======== INPUT RECORDS ========

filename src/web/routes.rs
use std::sync::Arc;

use rocket::response::status::BadRequest;
use rocket::serde::json::Json;
use rocket::{get, State};

use crate::bootstrap::AppState;
use crate::catalog::{Network, VenueKind};
use crate::engine::ranker::Quote;
use crate::engine::service::compute_quotes;
use crate::web::dto::{ErrorResponse, QuoteDto, QuotesQuery, QuotesResponse};

/// Largest amount the boundary accepts; anything above is a typo, not
/// a trade.
const MAX_AMOUNT_USD: f64 = 1_000_000_000.0;

fn quote_dto(q: &Quote) -> QuoteDto {
    QuoteDto {
        asset: q.asset.clone(),
        asset_name: q.asset_name.clone(),
        venue_id: q.venue_id.clone(),
        venue_name: q.venue_name.clone(),
        network: q.network,
        venue_kind: q.venue_kind,
        features: q.features.clone(),
        input_amount_usd: q.input_amount,
        fx_rate: q.fx_rate,
        slippage: q.slippage,
        has_improvement: q.has_improvement,
        confidence: q.confidence,
        liquidity_estimate_eur: q.liquidity_estimate,
        network_fee_eur: q.network_fee_eur,
        offramp_provider: q.offramp_provider.clone(),
        offramp_fee_eur: q.offramp_fee_eur,
        total_cost_eur: q.total_cost_eur,
        final_eur: q.final_eur,
    }
}

#[get("/api/v1/quotes?<query..>")]
pub async fn ranked_quotes(
    query: QuotesQuery,
    app_state: &State<Arc<AppState>>,
) -> Result<Json<QuotesResponse>, BadRequest<Json<ErrorResponse>>> {
    let amount = query.amount.unwrap_or(1_000.0);
    if !amount.is_finite() || amount <= 0.0 || amount > MAX_AMOUNT_USD {
        return Err(BadRequest(Json(ErrorResponse {
            error: format!("amount must be a positive number up to {MAX_AMOUNT_USD}"),
        })));
    }

    let network_filter = match query.network.as_deref() {
        Some(s) if !s.eq_ignore_ascii_case("all") => match Network::parse(s) {
            Some(net) => Some(net),
            None => {
                return Err(BadRequest(Json(ErrorResponse {
                    error: format!("unknown network: {s}"),
                })))
            }
        },
        _ => None,
    };
    let kind_filter = match query.venue_kind.as_deref() {
        Some(s) if !s.eq_ignore_ascii_case("all") => match VenueKind::parse(s) {
            Some(kind) => Some(kind),
            None => {
                return Err(BadRequest(Json(ErrorResponse {
                    error: format!("unknown venue kind: {s}"),
                })))
            }
        },
        _ => None,
    };

    let analysis = compute_quotes(app_state, amount).await;

    // Post-ranking predicate filters; the relative order is untouched.
    let quotes: Vec<QuoteDto> = analysis
        .quotes
        .iter()
        .filter(|q| network_filter.map_or(true, |net| q.network == net))
        .filter(|q| kind_filter.map_or(true, |kind| q.venue_kind == kind))
        .map(quote_dto)
        .collect();

    Ok(Json(QuotesResponse {
        timestamp_utc: analysis.timestamp_utc,
        input_amount_usd: analysis.input_amount_usd,
        fx_rate: analysis.fx_rate,
        rate_source: analysis.rate_source,
        rate_as_of: analysis.rate_as_of,
        frictionless_eur: analysis.frictionless_eur,
        quotes,
    }))
}

#[get("/health")]
pub fn health() -> &'static str {
    "OK"
}

#[get("/metrics")]
pub fn metrics() -> &'static str {
    "# TYPE euroroute_uptime_seconds counter\n\
     euroroute_uptime_seconds 1\n\
     # TYPE euroroute_requests_total counter\n\
     euroroute_requests_total{endpoint=\"health\"} 1\n\
     # TYPE euroroute_info gauge\n\
     euroroute_info{version=\"0.1.0\",service=\"quotes\"} 1\n"
}
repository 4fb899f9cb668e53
pub mod dto;
pub mod routes;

========

# EXERCISE
Everything in the records must be returned exactly.

# TASK ANSWER
filename src/web/routes.rs
use std::sync::Arc;

use rocket::response::status::BadRequest;
use rocket::serde::json::Json;
use rocket::{get, State};

use crate::bootstrap::AppState;
use crate::catalog::{Network, VenueKind};
use crate::engine::ranker::Quote;
use crate::engine::service::compute_quotes;
use crate::web::dto::{ErrorResponse, QuoteDto, QuotesQuery, QuotesResponse};

/// Largest amount the boundary accepts; anything above is a typo, not
/// a trade.
const MAX_AMOUNT_USD: f64 = 1_000_000_000.0;

fn quote_dto(q: &Quote) -> QuoteDto {
    QuoteDto {
        asset: q.asset.clone(),
        asset_name: q.asset_name.clone(),
        venue_id: q.venue_id.clone(),
        venue_name: q.venue_name.clone(),
        network: q.network,
        venue_kind: q.venue_kind,
        features: q.features.clone(),
        input_amount_usd: q.input_amount,
        fx_rate: q.fx_rate,
        slippage: q.slippage,
        has_improvement: q.has_improvement,
        confidence: q.confidence,
        liquidity_estimate_eur: q.liquidity_estimate,
        network_fee_eur: q.network_fee_eur,
        offramp_provider: q.offramp_provider.clone(),
        offramp_fee_eur: q.offramp_fee_eur,
        total_cost_eur: q.total_cost_eur,
        final_eur: q.final_eur,
    }
}

#[get("/api/v1/quotes?<query..>")]
pub async fn ranked_quotes(
    query: QuotesQuery,
    app_state: &State<Arc<AppState>>,
) -> Result<Json<QuotesResponse>, BadRequest<Json<ErrorResponse>>> {
    let amount = query.amount.unwrap_or(1_000.0);
    if !amount.is_finite() || amount <= 0.0 || amount > MAX_AMOUNT_USD {
        return Err(BadRequest(Json(ErrorResponse {
            error: format!("amount must be a positive number up to {MAX_AMOUNT_USD}"),
        })));
    }

    let network_filter = match query.network.as_deref() {
        Some(s) if !s.eq_ignore_ascii_case("all") => match Network::parse(s) {
            Some(net) => Some(net),
            None => {
                return Err(BadRequest(Json(ErrorResponse {
                    error: format!("unknown network: {s}"),
                })))
            }
        },
        _ => None,
    };
    let kind_filter = match query.venue_kind.as_deref() {
        Some(s) if !s.eq_ignore_ascii_case("all") => match VenueKind::parse(s) {
            Some(kind) => Some(kind),
            None => {
                return Err(BadRequest(Json(ErrorResponse {
                    error: format!("unknown venue kind: {s}"),
                })))
            }
        },
        _ => None,
    };

    let analysis = compute_quotes(app_state, amount).await;

    // Post-ranking predicate filters; the relative order is untouched.
    let quotes: Vec<QuoteDto> = analysis
        .quotes
        .iter()
        .filter(|q| network_filter.map_or(true, |net| q.network == net))
        .filter(|q| kind_filter.map_or(true, |kind| q.venue_kind == kind))
        .map(quote_dto)
        .collect();

    Ok(Json(QuotesResponse {
        timestamp_utc: analysis.timestamp_utc,
        input_amount_usd: analysis.input_amount_usd,
        fx_rate: analysis.fx_rate,
        rate_source: analysis.rate_source,
        rate_as_of: analysis.rate_as_of,
        frictionless_eur: analysis.frictionless_eur,
        quotes,
    }))
}

#[get("/health")]
pub fn health() -> &'static str {
    "OK"
}

#[get("/metrics")]
pub fn metrics() -> &'static str {
    "# TYPE euroroute_uptime_seconds counter\n\
     euroroute_uptime_seconds 1\n\
     # TYPE euroroute_requests_total counter\n\
     euroroute_requests_total{endpoint=\"health\"} 1\n\
     # TYPE euroroute_info gauge\n\
     euroroute_info{version=\"0.1.0\",service=\"quotes\"} 1\n"
}
repository 4fb899f9cb668e53
pub mod dto;
pub mod routes;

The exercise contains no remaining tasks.